■ **Provided records**:
//! Stable identities for file-system entries.
//!
//! A [`TrackingStore`] hands out [`TrackedNode`] handles for paths under a
//! root directory. The handle denotes *the entry*, not its path: moves and
//! renames performed through the store relocate the node inside the tracked
//! tree, so the same handle keeps resolving to the entry's current absolute
//! path. Entries that disappear out-of-band are detached lazily when their
//! parent directory is next listed; a detached handle fails to resolve from
//! then on, permanently.
//!
//! Physical operations are delegated to a [`FileStore`] implementation
//! ([`OsFileStore`] covers the host file system), and lifecycle events fan
//! out to weakly-held [`TrackingObserver`]s.
//!
//! A store instance is deliberately single-threaded; handles and stores are
//! `!Send`, so the compiler enforces the confinement.

pub mod ext;
pub mod file_store;
pub mod store;
pub mod tree;

pub use file_store::{
    DirectoryAttributes, DirectoryEntry, DirectoryListingOptions, EntryKind, FileStore,
    FileStoreError, OsFileStore,
};
pub use store::{StoreCreationError, TrackingError, TrackingObserver, TrackingStore};
pub use tree::{ResolveError, TrackedNode};
use std::cell::RefCell;
use std::ffi::{OsStr, OsString};
use std::hash::{Hash, Hasher};
use std::path::PathBuf;
use std::rc::{Rc, Weak};

use hashlink::LinkedHashMap;
use snafu::{OptionExt, Snafu};
use tracing::debug;

/// Where a node currently sits in its tree.
///
/// The parent link is weak on purpose: the parent owns its children through
/// the `children` map, never the other way around. A node whose weak parent
/// no longer upgrades is detached, and detachment is terminal.
#[derive(Debug)]
enum Location {
    Root {
        path: PathBuf,
    },
    Intermediate {
        parent: Weak<NodeInner>,
        name: OsString,
    },
}

#[derive(Debug)]
struct NodeInner {
    location: RefCell<Location>,
    children: RefCell<LinkedHashMap<OsString, TrackedNode>>,
}

/// A handle to one tracked file-system entry.
///
/// Cloning the handle clones a reference to the same node; equality and
/// hashing follow node identity, never the resolved path — the path of a
/// live node changes whenever an ancestor is moved.
#[derive(Debug, Clone)]
pub struct TrackedNode {
    inner: Rc<NodeInner>,
}

impl PartialEq for TrackedNode {
    fn eq(&self, other: &Self) -> bool {
        Rc::ptr_eq(&self.inner, &other.inner)
    }
}

impl Eq for TrackedNode {}

impl Hash for TrackedNode {
    fn hash<H: Hasher>(&self, state: &mut H) {
        Rc::as_ptr(&self.inner).hash(state);
    }
}

impl TrackedNode {
    /// Creates the root node of a new tree.
    pub(crate) fn new_root(path: impl Into<PathBuf>) -> Self {
        TrackedNode {
            inner: Rc::new(NodeInner {
                location: RefCell::new(Location::Root { path: path.into() }),
                children: RefCell::new(LinkedHashMap::new()),
            }),
        }
    }

    pub(crate) fn is_root(&self) -> bool {
        matches!(&*self.inner.location.borrow(), Location::Root { .. })
    }

    /// Returns the node's own name: the base name of the root path for a
    /// root (or the whole path when it has none, e.g. `/`), the stored name
    /// otherwise. A detached node keeps its last name.
    pub fn last_component(&self) -> OsString {
        match &*self.inner.location.borrow() {
            Location::Root { path } => path
                .file_name()
                .map(OsStr::to_os_string)
                .unwrap_or_else(|| path.as_os_str().to_os_string()),
            Location::Intermediate { name, .. } => name.clone(),
        }
    }

    /// Resolves the node to its current absolute path by walking up to the
    /// root and appending names on the way back down.
    ///
    /// The result is valid only at the instant of the call and is therefore
    /// never cached: a later move of any ancestor changes it.
    pub fn resolve_path(&self) -> Result<PathBuf, ResolveError> {
        match &*self.inner.location.borrow() {
            Location::Root { path } => Ok(path.clone()),
            Location::Intermediate { parent, name } => {
                let parent = parent
                    .upgrade()
                    .map(|inner| TrackedNode { inner })
                    .context(DetachedSnafu)?;
                let mut path = parent.resolve_path()?;
                path.push(name);
                Ok(path)
            }
        }
    }

    /// Walks parent links to the tree's root.
    ///
    /// Returns `None` when the chain is broken, i.e. this node or one of its
    /// ancestors has been detached.
    pub fn find_root(&self) -> Option<TrackedNode> {
        let mut current = self.clone();
        while !current.is_root() {
            current = current.parent()?;
        }
        Some(current)
    }

    fn parent(&self) -> Option<TrackedNode> {
        match &*self.inner.location.borrow() {
            Location::Root { .. } => None,
            Location::Intermediate { parent, .. } => {
                parent.upgrade().map(|inner| TrackedNode { inner })
            }
        }
    }

    /// Returns the child with the given name, creating it if necessary.
    /// The second value is `true` when the child was newly created.
    ///
    /// This is the single authority for node identity reuse; nothing else
    /// constructs intermediate nodes.
    pub(crate) fn get_or_create_child(&self, name: &OsStr) -> (TrackedNode, bool) {
        if let Some(existing) = self.inner.children.borrow().get(name) {
            return (existing.clone(), false);
        }

        let child = TrackedNode {
            inner: Rc::new(NodeInner {
                location: RefCell::new(Location::Intermediate {
                    parent: Rc::downgrade(&self.inner),
                    name: name.to_os_string(),
                }),
                children: RefCell::new(LinkedHashMap::new()),
            }),
        };
        self.inner
            .children
            .borrow_mut()
            .insert(name.to_os_string(), child.clone());

        (child, true)
    }

    pub(crate) fn child_named(&self, name: &OsStr) -> Option<TrackedNode> {
        self.inner.children.borrow().get(name).cloned()
    }

    /// Snapshot of the current children, so callers can mutate the set while
    /// iterating (reconciliation detaches as it goes).
    pub(crate) fn tracked_children(&self) -> Vec<TrackedNode> {
        self.inner.children.borrow().values().cloned().collect()
    }

    /// Attaches a currently-detached node under `self` as `new_name`,
    /// preserving the node's identity.
    ///
    /// Panics if `node` is a root or still attached somewhere; reattaching a
    /// live node is a programming error, not a recoverable condition.
    pub(crate) fn reparent_detached_child(&self, node: &TrackedNode, new_name: &OsStr) {
        assert!(!node.is_root(), "a tree root cannot be reparented");
        assert!(
            node.parent().is_none(),
            "refusing to reparent a node that is still attached"
        );
        debug_assert!(
            self.child_named(new_name).is_none(),
            "reparent target name is already taken"
        );

        debug!("Reattaching node as {:?}", new_name);
        *node.inner.location.borrow_mut() = Location::Intermediate {
            parent: Rc::downgrade(&self.inner),
            name: new_name.to_os_string(),
        };
        self.inner
            .children
            .borrow_mut()
            .insert(new_name.to_os_string(), node.clone());
    }

    /// Detaches the node from its parent, keeping its name and identity.
    ///
    /// From here on the node (and everything below it) no longer resolves;
    /// there is no way back except `reparent_detached_child`. Panics on a
    /// root, which by invariant is never detached.
    pub(crate) fn detach_self(&self) {
        let (parent, name) = match &*self.inner.location.borrow() {
            Location::Root { .. } => panic!("a tree root cannot be detached"),
            Location::Intermediate { parent, name } => (parent.upgrade(), name.clone()),
        };

        if let Some(parent) = parent {
            let mut children = parent.children.borrow_mut();
            let is_current_occupant = children
                .get(&name)
                .is_some_and(|child| Rc::ptr_eq(&child.inner, &self.inner));
            if is_current_occupant {
                children.remove(&name);
            }
        }

        debug!("Detached node {:?}", name);
        *self.inner.location.borrow_mut() = Location::Intermediate {
            parent: Weak::new(),
            name,
        };
    }
}

#[derive(Debug, Snafu)]
pub enum ResolveError {
    #[snafu(display("Node is no longer reachable from a tree root"))]
    DetachedError,
}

■ **The task**: Scan the material above for the word "Panics". Copy each line where it occurs.

■ **Output for this exercise**:
    /// Panics if `node` is a root or still attached somewhere; reattaching a
    /// there is no way back except `reparent_detached_child`. Panics on a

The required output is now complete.